> _Exercise instructions_: Where in the listing does the word "Builds" appear? Report each line that holds it.

> _Exercise material_:
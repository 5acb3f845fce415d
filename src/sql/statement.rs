//! Predicate building and combination
//!
//! Builds single-column [`ColumnFilter`]s for an entity and folds several of
//! them into one with AND/OR, renumbering placeholders so the combined
//! fragment binds `@0..@n-1` in order.

use std::sync::LazyLock;

use regex::{Captures, Regex};

use crate::entity::{Entity, table_name};
use crate::error::{QueryBuilderError, Result};
use crate::filter::{ColumnFilter, Connective, Operator};
use crate::types::{Parameter, SqlValue};

static PLACEHOLDER: LazyLock<Regex> =
    LazyLock::new(|| Regex::new(r"@(\d+)").expect("placeholder pattern is valid"));

/// Rewrite every `@<n>` placeholder in `fragment` to `@<n + offset>`
///
/// # Example
/// ```
/// use sql_splice::sql::normalize_parameters;
///
/// assert_eq!(normalize_parameters("@0 AND @1", 3), "@3 AND @4");
/// ```
pub fn normalize_parameters(fragment: &str, offset: usize) -> String {
    if offset == 0 {
        return fragment.to_string();
    }

    PLACEHOLDER
        .replace_all(fragment, |caps: &Captures| {
            match caps[1].parse::<usize>().ok().and_then(|n| n.checked_add(offset)) {
                Some(n) => format!("@{}", n),
                // Not a placeholder we could have produced
                None => caps[0].to_string(),
            }
        })
        .into_owned()
}

/// Builds parameterized predicate fragments
#[derive(Debug, Clone, Copy, Default)]
pub struct StatementBuilder;

impl StatementBuilder {
    pub fn new() -> Self {
        Self
    }

    /// Apply `operator` to a key and value fragment
    pub fn build(&self, key: &str, value: &str, operator: Operator) -> String {
        operator.render(key, value)
    }

    /// Predicate on `E`'s `column` with `value` bound to a single placeholder
    ///
    /// The key is qualified with the entity's table name. The returned filter
    /// is fully rendered, so its operator is [`Operator::Non`].
    pub fn build_statement<E: Entity>(
        &self,
        column: &str,
        value: impl Into<SqlValue>,
        operator: Operator,
    ) -> ColumnFilter {
        let key_name = format!("{}.{}", table_name::<E>(), column);
        let param = Parameter::new(0, value);
        let filter = operator.render(&key_name, &param.placeholder());

        ColumnFilter::new(key_name, Operator::Non, filter, vec![param])
    }

    /// `build_statement` with [`Operator::Equals`]
    pub fn build_equals<E: Entity>(&self, column: &str, value: impl Into<SqlValue>) -> ColumnFilter {
        self.build_statement::<E>(column, value, Operator::Equals)
    }

    /// `column IN (@0, @1, ...)` with one placeholder per value, in input order
    pub fn build_in_statement<E, I, V>(&self, column: &str, values: I) -> Result<ColumnFilter>
    where
        E: Entity,
        I: IntoIterator<Item = V>,
        V: Into<SqlValue>,
    {
        let params: Vec<Parameter> = values
            .into_iter()
            .enumerate()
            .map(|(i, v)| Parameter::new(i, v))
            .collect();

        if params.is_empty() {
            return Err(QueryBuilderError::empty_input(format!(
                "IN filter on '{}' requires at least one value",
                column
            )));
        }

        let key_name = format!("{}.{}", table_name::<E>(), column);
        let placeholders = params
            .iter()
            .map(Parameter::placeholder)
            .collect::<Vec<_>>()
            .join(", ");
        let filter = Operator::In.render(&key_name, &placeholders);

        Ok(ColumnFilter::new(key_name, Operator::Non, filter, params))
    }

    /// Combine filters with AND, wrapped in parentheses
    pub fn build_and_statement(&self, filters: &[ColumnFilter]) -> Result<ColumnFilter> {
        self.combine(filters, Connective::And)
    }

    /// Combine filters with OR, wrapped in parentheses
    pub fn build_or_filters(&self, filters: &[ColumnFilter]) -> Result<ColumnFilter> {
        self.combine(filters, Connective::Or)
    }

    /// Fold `filters` into one fragment joined by `connective`
    ///
    /// The first filter keeps its placeholders. Every later filter is shifted
    /// by the number of parameters already collected, so the result binds a
    /// contiguous `@0..@n-1` range in input order.
    pub fn combine(&self, filters: &[ColumnFilter], connective: Connective) -> Result<ColumnFilter> {
        let Some((first, rest)) = filters.split_first() else {
            return Err(QueryBuilderError::empty_input(format!(
                "{} combination requires at least one filter",
                connective.keyword().trim()
            )));
        };

        let mut fragment = first.render();
        let mut params = first.params.clone();
        let mut offset = params.len();

        for filter in rest {
            let shifted = ColumnFilter {
                filter: normalize_parameters(&filter.filter, offset),
                ..filter.clone()
            };
            fragment.push_str(connective.keyword());
            fragment.push_str(&shifted.render());
            params.extend(filter.params.iter().map(|p| p.shifted(offset)));
            offset += filter.param_count();
        }

        tracing::trace!(
            filters = filters.len(),
            params = params.len(),
            connective = ?connective,
            "combined filters"
        );

        Ok(ColumnFilter::raw(format!("({})", fragment), params))
    }

    /// See [`normalize_parameters`]
    pub fn normalize_parameters(&self, fragment: &str, offset: usize) -> String {
        normalize_parameters(fragment, offset)
    }
}

#[cfg(test)]
mod tests {
    use super::*;
    use crate::entity::fixtures::Person;

    fn name_filter() -> ColumnFilter {
        ColumnFilter::compare("Name", Operator::Like, "MyName")
    }

    fn age_filter() -> ColumnFilter {
        ColumnFilter::compare("Age", Operator::MoreOrEquals, 18)
    }

    fn placeholder_indices(fragment: &str) -> Vec<usize> {
        PLACEHOLDER
            .captures_iter(fragment)
            .map(|c| c[1].parse().unwrap())
            .collect()
    }

    // ==================== normalize_parameters ====================

    #[test]
    fn test_normalize_parameters_shifts() {
        assert_eq!(normalize_parameters("@0 AND @1", 3), "@3 AND @4");
    }

    #[test]
    fn test_normalize_parameters_zero_offset() {
        assert_eq!(normalize_parameters("a = @0", 0), "a = @0");
    }

    #[test]
    fn test_normalize_parameters_multi_digit_and_other_text() {
        assert_eq!(
            normalize_parameters("x IN (@9, @10) AND y = 'z'", 5),
            "x IN (@14, @15) AND y = 'z'"
        );
    }

    #[test]
    fn test_normalize_parameters_overflow_left_unchanged() {
        let max = format!("@{}", usize::MAX);
        assert_eq!(normalize_parameters(&max, 1), max);
        assert_eq!(
            normalize_parameters(&format!("{} AND @2", max), 1),
            format!("{} AND @3", max)
        );
    }

    // ==================== build_statement ====================

    #[test]
    fn test_build_statement_qualifies_key() {
        let builder = StatementBuilder::new();
        let filter = builder.build_statement::<Person>("Age", 21, Operator::Less);

        assert_eq!(filter.key_name, "People.Age");
        assert_eq!(filter.render(), "People.Age < @0");
        assert_eq!(filter.params, vec![Parameter::new(0, 21)]);
    }

    #[test]
    fn test_build_equals_default_operator() {
        let builder = StatementBuilder::new();
        let filter = builder.build_equals::<Person>("Name", "Ann");

        assert_eq!(filter.render(), "People.Name = @0");
        assert_eq!(filter.params[0].value, SqlValue::from("Ann"));
    }

    #[test]
    fn test_build_raw_operator() {
        let builder = StatementBuilder::new();
        assert_eq!(builder.build("a", "@0", Operator::NotEquals), "a != @0");
    }

    #[test]
    fn test_build_in_statement_one_placeholder_per_value() {
        let builder = StatementBuilder::new();
        let filter = builder
            .build_in_statement::<Person, _, _>("Name", ["a", "b", "c"])
            .unwrap();

        assert_eq!(filter.render(), "People.Name IN (@0, @1, @2)");
        assert_eq!(
            filter.params,
            vec![Parameter::new(0, "a"), Parameter::new(1, "b"), Parameter::new(2, "c")]
        );
    }

    #[test]
    fn test_build_in_statement_empty_fails() {
        let builder = StatementBuilder::new();
        let result = builder.build_in_statement::<Person, _, i64>("Id", Vec::new());

        assert!(matches!(result, Err(QueryBuilderError::EmptyInput(_))));
    }

    // ==================== build_and_statement / build_or_filters ====================

    #[test]
    fn test_and_statement_combines_and_renumbers() {
        let builder = StatementBuilder::new();
        let result = builder
            .build_and_statement(&[name_filter(), age_filter()])
            .unwrap();

        assert_eq!(result.filter, "(Name LIKE '%' + @0 + '%' AND Age >= @1)");
        assert_eq!(result.params.len(), 2);
        assert_eq!(result.params[0], Parameter::new(0, "MyName"));
        assert_eq!(result.params[1], Parameter::new(1, 18));
    }

    #[test]
    fn test_and_statement_empty_fails() {
        let builder = StatementBuilder::new();
        let result = builder.build_and_statement(&[]);

        assert!(matches!(result, Err(QueryBuilderError::EmptyInput(_))));
    }

    #[test]
    fn test_and_statement_single_filter_is_wrapped() {
        let builder = StatementBuilder::new();
        let result = builder.build_and_statement(&[name_filter()]).unwrap();

        assert_eq!(result.render(), "(Name LIKE '%' + @0 + '%')");
        assert_eq!(result.params, name_filter().params);
    }

    #[test]
    fn test_or_filters() {
        let builder = StatementBuilder::new();
        let result = builder
            .build_or_filters(&[
                builder.build_equals::<Person>("Name", "a"),
                builder.build_equals::<Person>("Name", "b"),
            ])
            .unwrap();

        assert_eq!(result.render(), "(People.Name = @0 OR People.Name = @1)");
        assert_eq!(result.params[1], Parameter::new(1, "b"));
    }

    #[test]
    fn test_or_filters_empty_fails() {
        let builder = StatementBuilder::new();
        let err = builder.build_or_filters(&[]).unwrap_err();

        assert!(err.to_string().contains("OR combination"));
    }

    #[test]
    fn test_combination_does_not_modify_inputs() {
        let builder = StatementBuilder::new();
        let filters = vec![name_filter(), age_filter()];
        builder.build_and_statement(&filters).unwrap();

        assert_eq!(filters[1].filter, "@0");
        assert_eq!(filters[1].params[0].index, 0);
    }

    #[test]
    fn test_placeholders_contiguous_across_multi_param_filters() {
        let builder = StatementBuilder::new();
        let filters = vec![
            builder
                .build_in_statement::<Person, _, _>("Id", [1, 2, 3])
                .unwrap(),
            builder.build_equals::<Person>("Name", "x"),
            builder
                .build_in_statement::<Person, _, _>("Age", [40, 50])
                .unwrap(),
        ];

        let result = builder.build_and_statement(&filters).unwrap();
        let total: usize = filters.iter().map(ColumnFilter::param_count).sum();

        assert_eq!(result.params.len(), total);
        assert_eq!(placeholder_indices(&result.filter), (0..total).collect::<Vec<_>>());
        assert_eq!(
            result.params.iter().map(|p| p.index).collect::<Vec<_>>(),
            (0..total).collect::<Vec<_>>()
        );
        assert_eq!(result.params[5].value, SqlValue::from(50));
    }

    #[test]
    fn test_nested_combination() {
        let builder = StatementBuilder::new();
        let either = builder
            .build_or_filters(&[
                builder.build_equals::<Person>("Name", "a"),
                builder.build_equals::<Person>("Name", "b"),
            ])
            .unwrap();
        let result = builder
            .build_and_statement(&[builder.build_statement::<Person>("Age", 18, Operator::More), either])
            .unwrap();

        assert_eq!(
            result.render(),
            "(People.Age > @0 AND (People.Name = @1 OR People.Name = @2))"
        );
        assert_eq!(placeholder_indices(&result.filter), vec![0, 1, 2]);
    }
}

> _Response area_:
//! Builds single-column [`ColumnFilter`]s for an entity and folds several of
/// Builds parameterized predicate fragments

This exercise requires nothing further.